Dynamic regulatory module networks for inference of cell type-specific transcriptional networks

Abstract

Changes in transcriptional regulatory networks can significantly alter cell fate. To gain insight into transcriptional dynamics, several studies have profiled bulk multi-omic datasets with parallel transcriptomic and epigenomic measurements at different stages of a developmental process. However, integrating these data to infer cell type-specific regulatory networks is a major challenge. We present Dynamic Regulatory Module Networks (DRMNs), a novel approach to infer cell type-specific cis-regulatory networks and their dynamics.

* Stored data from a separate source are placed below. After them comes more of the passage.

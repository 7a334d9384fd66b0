//! Duration values and their lexical forms.
//!
//! A full `duration` carries both a month count and a day-time delta; the two
//! subkinds keep only one of them. The lexical grammar is the XSD one:
//! `-?P(nY)?(nM)?(nD)?(T(nH)?(nM)?(n(.n)?S)?)?` with at least one component.

use chrono::TimeDelta;

/// The three duration flavours an item can be tagged with.
#[derive(Debug, Clone, Copy, PartialEq, Eq, Hash)]
pub enum DurationKind {
    Duration,
    YearMonth,
    DayTime,
}

impl DurationKind {
    pub fn type_name(self) -> &'static str {
        match self {
            DurationKind::Duration => "duration",
            DurationKind::YearMonth => "yearMonthDuration",
            DurationKind::DayTime => "dayTimeDuration",
        }
    }
}

/// Signed calendar interval: whole months plus an exact day-time delta.
#[derive(Debug, Clone, Copy, PartialEq, Eq, Hash)]
pub struct Duration {
    pub months: i32,
    pub delta: TimeDelta,
}

/// The input does not follow the duration grammar for the requested kind.
#[derive(Debug, Clone, Copy, PartialEq, Eq)]
pub struct LexicalError;

impl Duration {
    pub fn new(months: i32, delta: TimeDelta) -> Self {
        Self { months, delta }
    }

    pub fn zero() -> Self {
        Self { months: 0, delta: TimeDelta::zero() }
    }

    pub fn is_negative(&self) -> bool {
        self.months < 0 || self.delta < TimeDelta::zero()
    }

    /// Parse `s` as a duration of the given kind.
    pub fn parse(s: &str, kind: DurationKind) -> Result<Duration, LexicalError> {
        let s = s.trim();
        let (negative, rest) = match s.strip_prefix('-') {
            Some(r) => (true, r),
            None => (false, s),
        };
        let body = rest.strip_prefix('P').ok_or(LexicalError)?;
        if body.is_empty() {
            return Err(LexicalError);
        }
        let (date_part, time_part) = match body.split_once('T') {
            Some((d, t)) => {
                if t.is_empty() {
                    return Err(LexicalError);
                }
                (d, Some(t))
            }
            None => (body, None),
        };

        let date = scan_components(date_part, &['Y', 'M', 'D'], false)?;
        let time = match time_part {
            Some(t) => scan_components(t, &['H', 'M', 'S'], true)?,
            None => Components::default(),
        };
        if date.seen == 0 && time.seen == 0 {
            return Err(LexicalError);
        }

        let years = date.values[0];
        let months = date.values[1];
        let days = date.values[2];
        let has_year_month = date.present[0] || date.present[1];
        let has_day_time = date.present[2] || time.seen > 0;
        match kind {
            DurationKind::YearMonth if has_day_time => return Err(LexicalError),
            DurationKind::DayTime if has_year_month => return Err(LexicalError),
            _ => {}
        }

        let total_months = years
            .checked_mul(12)
            .and_then(|y| y.checked_add(months))
            .and_then(|m| i32::try_from(m).ok())
            .ok_or(LexicalError)?;
        let secs = days
            .checked_mul(86_400)
            .and_then(|d| d.checked_add(time.values[0].checked_mul(3600)?))
            .and_then(|d| d.checked_add(time.values[1].checked_mul(60)?))
            .and_then(|d| d.checked_add(time.values[2]))
            .ok_or(LexicalError)?;
        let delta = TimeDelta::new(secs, time.nanos).ok_or(LexicalError)?;

        Ok(if negative {
            Duration { months: -total_months, delta: -delta }
        } else {
            Duration { months: total_months, delta }
        })
    }

    /// Canonical lexical form for the given kind.
    pub fn format(&self, kind: DurationKind) -> String {
        match kind {
            DurationKind::YearMonth => format_year_month(self.months),
            DurationKind::DayTime => format_day_time(self.delta),
            DurationKind::Duration => {
                let mut out = String::new();
                if self.is_negative() {
                    out.push('-');
                }
                out.push('P');
                let ym = year_month_body(self.months.unsigned_abs());
                let dt = day_time_body(abs_delta(self.delta));
                if ym.is_empty() && dt.is_empty() {
                    out.push_str("T0S");
                } else {
                    out.push_str(&ym);
                    out.push_str(&dt);
                }
                out
            }
        }
    }
}

pub fn format_year_month(months: i32) -> String {
    let body = year_month_body(months.unsigned_abs());
    let sign = if months < 0 { "-" } else { "" };
    if body.is_empty() { "P0M".to_string() } else { format!("{sign}P{body}") }
}

pub fn format_day_time(delta: TimeDelta) -> String {
    let body = day_time_body(abs_delta(delta));
    let sign = if delta < TimeDelta::zero() { "-" } else { "" };
    if body.is_empty() { "PT0S".to_string() } else { format!("{sign}P{body}") }
}

fn abs_delta(delta: TimeDelta) -> TimeDelta {
    if delta < TimeDelta::zero() { -delta } else { delta }
}

fn year_month_body(months: u32) -> String {
    let (years, months) = (months / 12, months % 12);
    let mut out = String::new();
    if years != 0 {
        out.push_str(&format!("{years}Y"));
    }
    if months != 0 {
        out.push_str(&format!("{months}M"));
    }
    out
}

fn day_time_body(delta: TimeDelta) -> String {
    let total = delta.num_seconds();
    let nanos = delta.subsec_nanos();
    let (days, rem) = (total / 86_400, total % 86_400);
    let (hours, rem) = (rem / 3600, rem % 3600);
    let (minutes, seconds) = (rem / 60, rem % 60);
    let mut out = String::new();
    if days != 0 {
        out.push_str(&format!("{days}D"));
    }
    if hours != 0 || minutes != 0 || seconds != 0 || nanos != 0 {
        out.push('T');
        if hours != 0 {
            out.push_str(&format!("{hours}H"));
        }
        if minutes != 0 {
            out.push_str(&format!("{minutes}M"));
        }
        if seconds != 0 || nanos != 0 {
            if nanos != 0 {
                let frac = format!("{nanos:09}");
                out.push_str(&format!("{seconds}.{}S", frac.trim_end_matches('0')));
            } else {
                out.push_str(&format!("{seconds}S"));
            }
        }
    }
    out
}

#[derive(Default)]
struct Components {
    values: [i64; 3],
    present: [bool; 3],
    seen: usize,
    nanos: u32,
}

// Reads `<digits><designator>` runs; designators must appear in `order` order.
fn scan_components(part: &str, order: &[char; 3], allow_fraction: bool) -> Result<Components, LexicalError> {
    let mut out = Components::default();
    let mut next_slot = 0usize;
    let mut digits = String::new();
    let mut fraction: Option<String> = None;
    for ch in part.chars() {
        if ch.is_ascii_digit() {
            match fraction.as_mut() {
                Some(f) => f.push(ch),
                None => digits.push(ch),
            }
            continue;
        }
        if ch == '.' && allow_fraction && fraction.is_none() && !digits.is_empty() {
            fraction = Some(String::new());
            continue;
        }
        let slot = order[next_slot..].iter().position(|c| *c == ch).map(|p| p + next_slot).ok_or(LexicalError)?;
        if digits.is_empty() {
            return Err(LexicalError);
        }
        if let Some(f) = fraction.take() {
            // only the seconds designator takes a fraction
            if slot != 2 || f.is_empty() {
                return Err(LexicalError);
            }
            let mut padded: String = f.chars().take(9).collect();
            while padded.len() < 9 {
                padded.push('0');
            }
            out.nanos = padded.parse::<u32>().map_err(|_| LexicalError)?;
        }
        out.values[slot] = digits.parse::<i64>().map_err(|_| LexicalError)?;
        out.present[slot] = true;
        out.seen += 1;
        digits.clear();
        next_slot = slot + 1;
    }
    if !digits.is_empty() || fraction.is_some() {
        return Err(LexicalError);
    }
    Ok(out)
}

DRMN integrates expression, chromatin state and accessibility to predict cis-regulators of context-specific expression, where context can be cell type, developmental stage or time point, and uses multi-task learning to capture network dynamics across linearly and hierarchically related contexts. We applied DRMNs to study regulatory network dynamics in three developmental processes, each exhibiting different temporal relationships and measuring a different combination of regulatory genomic datasets: cellular reprogramming, liver dedifferentiation and forward differentiation. DRMN identified known and novel regulators driving cell type-specific expression patterns demonstrating its broad applicability to examine dynamics of gene regulatory networks from linearly and hierarchically related multi-omic datasets.